ACTIVITY: For each line in the data below that holds "AuthFailed", return a copy.

EXERCISE INPUT:
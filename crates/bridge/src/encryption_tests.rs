// SPDX-License-Identifier: BUSL-1.1
// Copyright (c) 2026 Alfred Jean LLC

use serde::{Deserialize, Serialize};

use super::*;

#[derive(Debug, Clone, PartialEq, Serialize, Deserialize)]
struct Ping {
    kind: String,
    seq: u64,
}

fn paired_pair(session_id: &str) -> (EncryptionLayer, EncryptionLayer) {
    let (daemon, daemon_pub) = EncryptionLayer::generate(session_id).unwrap();
    let (consumer, consumer_pub) = EncryptionLayer::generate(session_id).unwrap();
    daemon.pair(&consumer_pub).unwrap();
    consumer.pair(&daemon_pub).unwrap();
    (daemon, consumer)
}

#[test]
fn round_trip_decrypts_to_original_value() {
    let (daemon, consumer) = paired_pair("test-session");
    let msg = Ping { kind: "cli_connected".to_owned(), seq: 1 };

    let envelope = daemon.encrypt_outbound(&msg).unwrap();
    let decoded: Ping = consumer.decrypt_inbound(&envelope).unwrap();

    assert_eq!(decoded, msg);
}

#[test]
fn envelope_carries_expected_shape() {
    let (daemon, _consumer) = paired_pair("test-session");
    let msg = Ping { kind: "cli_connected".to_owned(), seq: 1 };

    let envelope = daemon.encrypt_outbound(&msg).unwrap();
    let parsed: EncryptedEnvelope = serde_json::from_str(&envelope).unwrap();

    assert_eq!(parsed.v, 1);
    assert_eq!(parsed.sid, "test-session");
    assert!(EncryptionLayer::is_encrypted(&envelope));
}

#[test]
fn stale_envelope_fails_after_peer_key_rotation() {
    let (daemon, consumer) = paired_pair("test-session");
    let msg = Ping { kind: "cli_connected".to_owned(), seq: 1 };
    let stale_envelope = daemon.encrypt_outbound(&msg).unwrap();

    let (_new_consumer, new_consumer_pub) = EncryptionLayer::generate("test-session").unwrap();
    daemon.update_peer_key(&new_consumer_pub).unwrap();

    // consumer never rotates, so it still decrypts under the old secret...
    let fresh_envelope = daemon.encrypt_outbound(&msg).unwrap();
    let result: Result<Ping, _> = consumer.decrypt_inbound(&fresh_envelope);
    assert!(matches!(result, Err(e) if e.code == error::ErrorCode::AuthFailed));

    let _ = stale_envelope;
}

#[test]
fn deactivated_layer_rejects_encrypt_and_decrypt() {
    let (daemon, consumer) = paired_pair("test-session");
    daemon.deactivate();

    let msg = Ping { kind: "cli_connected".to_owned(), seq: 1 };
    let err = daemon.encrypt_outbound(&msg).unwrap_err();
    assert_eq!(err.code, error::ErrorCode::Deactivated);

    let envelope = consumer.encrypt_outbound(&msg).unwrap();
    consumer.deactivate();
    let err = consumer.decrypt_inbound::<Ping>(&envelope).unwrap_err();
    assert_eq!(err.code, error::ErrorCode::Deactivated);
}

#[test]
fn duplicate_nonce_is_rejected() {
    let (daemon, consumer) = paired_pair("test-session");
    let msg = Ping { kind: "cli_connected".to_owned(), seq: 1 };
    let envelope = daemon.encrypt_outbound(&msg).unwrap();

    let first: Ping = consumer.decrypt_inbound(&envelope).unwrap();
    assert_eq!(first, msg);

    let replay: Result<Ping, _> = consumer.decrypt_inbound(&envelope);
    assert!(matches!(replay, Err(e) if e.code == error::ErrorCode::AuthFailed));
}

#[test]
fn is_encrypted_rejects_plain_json() {
    assert!(!EncryptionLayer::is_encrypted(r#"{"type":"user_message","content":"hi"}"#));
}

EXERCISE OUTPUT:
    assert!(matches!(result, Err(e) if e.code == error::ErrorCode::AuthFailed));
    assert!(matches!(replay, Err(e) if e.code == error::ErrorCode::AuthFailed));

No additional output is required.